A carbonyl-containing organic compound is “substantially eliminate[ed]” from a mixture when its concentration in the mixture, after treatment, is 0 wtppm to about 1 wtppm, or, in some instances, beyond the detection limit of a particular instrument. In some embodiments, the amount or concentration of one or more carbonyl-containing organic compounds is reduced by about 80% to 100%, about 90% to 100%, about 95% to 100%, about 98% to 100%, or about 99% to 100%. For example, if a carbonyl-containing organic compound is initially present at a concentration of 50 wtppm and its concentration after treatment is 1 wtppm, then the concentration of the carbonyl-containing organic compound has been reduced by 98%.
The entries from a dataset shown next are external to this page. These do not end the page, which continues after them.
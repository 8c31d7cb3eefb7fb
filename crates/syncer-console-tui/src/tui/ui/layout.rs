/*
[INPUT]:  Current tab selection
[OUTPUT]: Tab bar rendered into Ratatui frame
[POS]:    TUI UI layout helpers
[UPDATE]: When adding tabs
*/

use ratatui::text::Line;
use ratatui::widgets::{Block, Borders, Tabs};

use crate::tui::app::Tab;
use crate::tui::runtime::{border_style, header_style};

pub(in crate::tui) fn draw_tabs(
    frame: &mut ratatui::Frame,
    area: ratatui::layout::Rect,
    current_tab: Tab,
) {
    let titles = vec![
        Line::from("Accounts"),
        Line::from("Jobs"),
        Line::from("Logs"),
    ];
    let selected = match current_tab {
        Tab::Accounts => 0,
        Tab::Jobs => 1,
        Tab::Logs => 2,
    };

    let tabs = Tabs::new(titles)
        .block(
            Block::default()
                .borders(Borders::ALL)
                .border_style(border_style())
                .title("Tabs"),
        )
        .highlight_style(header_style())
        .select(selected);

    frame.render_widget(tabs, area);
}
In embodiments, the methods provided herein include providing a hydrocarbon mixture including one or more C2-C4 carbonyl-containing organic compounds; and contacting the hydrocarbon mixture with an aqueous liquid including an agent, the agent including sodium sulfite (Na2SO3), sodium bisulfate (NaHSO3), sodium metabisulfite (Na2S2O5), sodium borohydride (NaBH4), dimethylacetamide (CH3CN(CH3)2), or a combination thereof; wherein the one or more C2-C4 carbonyl-containing organic compounds include propanal, propenal, butanone, butenone, butanal, butenal, or a combination thereof.
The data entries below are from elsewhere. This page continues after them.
/*
[INPUT]:  Query panel state and result rows
[OUTPUT]: Query panel rendering: input line, result table, status footer
[POS]:    Query panel rendering
[UPDATE]: When changing panel layout or result projection
*/

use ratatui::layout::{Constraint, Direction, Layout, Rect};
use ratatui::style::{Color, Modifier, Style};
use ratatui::text::Line;
use ratatui::widgets::{Block, Borders, Cell, Clear, Paragraph, Row, Table};
use serde_json::Value;

use syncer_console_api::QueryRow;

use super::{COLUMN_SPACING, INDEX_COLUMN_KEY, QueryPanel, QueryPhase, cells_for};
use crate::tui::runtime::{border_style, header_style};

pub(in crate::tui) fn draw_query_panel(
    frame: &mut ratatui::Frame,
    area: Rect,
    panel: &mut QueryPanel,
) {
    frame.render_widget(Clear, area);

    let title = format!("Query: {}", panel.account().account_name);
    let mut block = Block::default()
        .borders(Borders::ALL)
        .border_style(border_style())
        .title(title);
    if panel.is_closing() {
        block = block.style(Style::default().add_modifier(Modifier::DIM));
    }
    let inner = block.inner(area);
    frame.render_widget(block, area);

    let layout = Layout::default()
        .direction(Direction::Vertical)
        .constraints([
            Constraint::Length(3),
            Constraint::Min(3),
            Constraint::Length(1),
        ])
        .split(inner);

    draw_input(frame, layout[0], panel);
    draw_result(frame, layout[1], panel);
    draw_count(frame, layout[2], panel);
}

fn draw_input(frame: &mut ratatui::Frame, area: Rect, panel: &QueryPanel) {
    let block = Block::default()
        .borders(Borders::ALL)
        .border_style(border_style())
        .title("SQL ([Enter] run, [Esc] close)");
    let widget = Paragraph::new(panel.input()).block(block);
    frame.render_widget(widget, area);
}

fn draw_result(frame: &mut ratatui::Frame, area: Rect, panel: &mut QueryPanel) {
    if panel.phase() == QueryPhase::Querying {
        let widget = Paragraph::new("Querying...").style(Style::default().fg(Color::Yellow));
        frame.render_widget(widget, area);
        return;
    }

    if !panel.error_msg().is_empty() {
        let widget =
            Paragraph::new(panel.error_msg().to_string()).style(Style::default().fg(Color::Red));
        frame.render_widget(widget, area);
        return;
    }

    match panel.results() {
        Some([]) => {
            let widget = Paragraph::new("No results");
            frame.render_widget(widget, area);
        }
        Some(rows) => {
            let rows = rows.to_vec();
            draw_result_table(frame, area, panel, &rows);
        }
        None => {}
    }
}

fn draw_result_table(
    frame: &mut ratatui::Frame,
    area: Rect,
    panel: &mut QueryPanel,
    rows: &[QueryRow],
) {
    // The drag hit-test needs the rendered table origin.
    panel.set_table_area(area);

    let keys = column_keys(rows);

    let mut widths = vec![Constraint::Length(cells_for(
        panel.width_for(INDEX_COLUMN_KEY),
    ))];
    let mut header_cells = vec![Cell::from("")];
    for cell in panel.header_cells() {
        widths.push(Constraint::Length(cells_for(cell.width())));
        let style = if cell.is_dragging() {
            header_style().add_modifier(Modifier::REVERSED)
        } else {
            header_style()
        };
        header_cells.push(Cell::from(cell.label().to_string()).style(style));
    }
    let header = Row::new(header_cells);

    let body = rows.iter().enumerate().map(|(index, row)| {
        let mut cells = vec![Cell::from((index + 1).to_string())];
        // Projection through the first row's key set only: extra keys in
        // later rows are dropped, missing keys render blank.
        for key in &keys {
            cells.push(Cell::from(format_cell(row.get(key))));
        }
        Row::new(cells)
    });

    let table = Table::new(body, widths)
        .header(header)
        .column_spacing(COLUMN_SPACING);
    frame.render_widget(table, area);
}

fn draw_count(frame: &mut ratatui::Frame, area: Rect, panel: &QueryPanel) {
    let Some(rows) = panel.results() else {
        return;
    };
    if rows.is_empty() || !panel.error_msg().is_empty() {
        return;
    }
    let noun = if rows.len() > 1 { "records" } else { "record" };
    let widget = Paragraph::new(Line::from(format!("{} {noun}", rows.len())));
    frame.render_widget(widget, area);
}

/// Column projection: the first row's keys, in its enumeration order.
pub(in crate::tui) fn column_keys(rows: &[QueryRow]) -> Vec<String> {
    rows.first()
        .map(|row| row.keys().cloned().collect())
        .unwrap_or_default()
}

/// Display form of one result cell; absent keys and nulls render blank.
pub(in crate::tui) fn format_cell(value: Option<&Value>) -> String {
    match value {
        None => String::new(),
        Some(Value::Null) => String::new(),
        Some(Value::String(text)) => text.clone(),
        Some(other) => other.to_string(),
    }
}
Generally, the contacting of the hydrocarbon mixture with the aqueous liquid may occur at any conditions sufficient to maintain the hydrocarbon mixture in a liquid state. In some embodiments, the contacting of the hydrocarbon mixture with the aqueous liquid occurs at ambient temperature and ambient pressure. In further embodiments, the contacting of the hydrocarbon mixture with the aqueous liquid occurs at ambient temperature and a pressure greater than the pressure at ambient temperature. The pressure greater than the pressure at ambient temperature, for example, may be about 15 psig to about 100 psig, about 15 psig to about 90 psig, about 15 psig to about 80 psig, about 15 psig to about 70 psig, about 15 psig to about 60 psig, about 15 psig to about 50 psig, about 15 psig to about 40 psig, about 15 psig to about 30 psig, or about 15 psig to about 20 psig.
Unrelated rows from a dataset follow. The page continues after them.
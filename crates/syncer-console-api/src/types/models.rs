/*
[INPUT]:  API schema definitions and serde requirements
[OUTPUT]: Typed Rust structs with serialization support
[POS]:    Data layer - type definitions for API communication
[UPDATE]: When API schema changes or new types added
*/

use chrono::{DateTime, Utc};
use serde::{Deserialize, Serialize};

/// One result row from an ad-hoc query.
///
/// The column set is arbitrary and only known at runtime, so rows stay as
/// ordered JSON maps; key order is the backend's enumeration order.
pub type QueryRow = serde_json::Map<String, serde_json::Value>;

/// Account record as the backend sends it: connection fields are nested
/// under `account_config`.
#[derive(Debug, Clone, PartialEq, Serialize, Deserialize)]
pub struct AccountPayload {
    pub id: i64,
    #[serde(default)]
    pub owner: Option<String>,
    pub account_config: AccountConfig,
}

/// Connection credential fields of an account
#[derive(Debug, Clone, PartialEq, Serialize, Deserialize)]
pub struct AccountConfig {
    pub host: String,
    pub user: String,
    pub password: String,
    pub port: u32,
    pub account_name: String,
}

/// Flattened account record used throughout the console
#[derive(Debug, Clone, PartialEq, Serialize, Deserialize)]
pub struct Account {
    pub id: i64,
    pub host: String,
    pub user: String,
    pub password: String,
    pub port: u32,
    pub account_name: String,
    pub owner: Option<String>,
}

impl From<AccountPayload> for Account {
    fn from(payload: AccountPayload) -> Self {
        let AccountPayload {
            id,
            owner,
            account_config,
        } = payload;
        Self {
            id,
            host: account_config.host,
            user: account_config.user,
            password: account_config.password,
            port: account_config.port,
            account_name: account_config.account_name,
            owner,
        }
    }
}

/// One synchronization job as reported by the backend
#[derive(Debug, Clone, PartialEq, Serialize, Deserialize)]
pub struct SyncJob {
    pub dtable_uuid: String,
    pub name: String,
    pub job_type: String,
    pub is_valid: bool,
    pub last_trigger_time: DateTime<Utc>,
    pub trigger_detail: TriggerDetail,
}

#[derive(Debug, Clone, PartialEq, Serialize, Deserialize)]
pub struct TriggerDetail {
    pub trigger_type: String,
}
As used herein, ambient temperature and ambient pressure may refer to standard ambient temperature and pressure. Standard ambient temperature and pressure is a temperature of 25° C. (298.15 K, 68° F.) and a pressure of 1 atm (101.325 kPa, 101.325 kN/m2, 0 psig).
The contacting of the hydrocarbon mixture with the aqueous liquid may include mixing the hydrocarbon mixture and the aqueous liquid. The mixing of the hydrocarbon mixture and the aqueous liquid may be achieved by any known techniques and/or using any known equipment. For example, the hydrocarbon mixture and the aqueous liquid may be mechanically stirred. As a further example, a static mixture may be used to mix the hydrocarbon mixture and the aqueous liquid.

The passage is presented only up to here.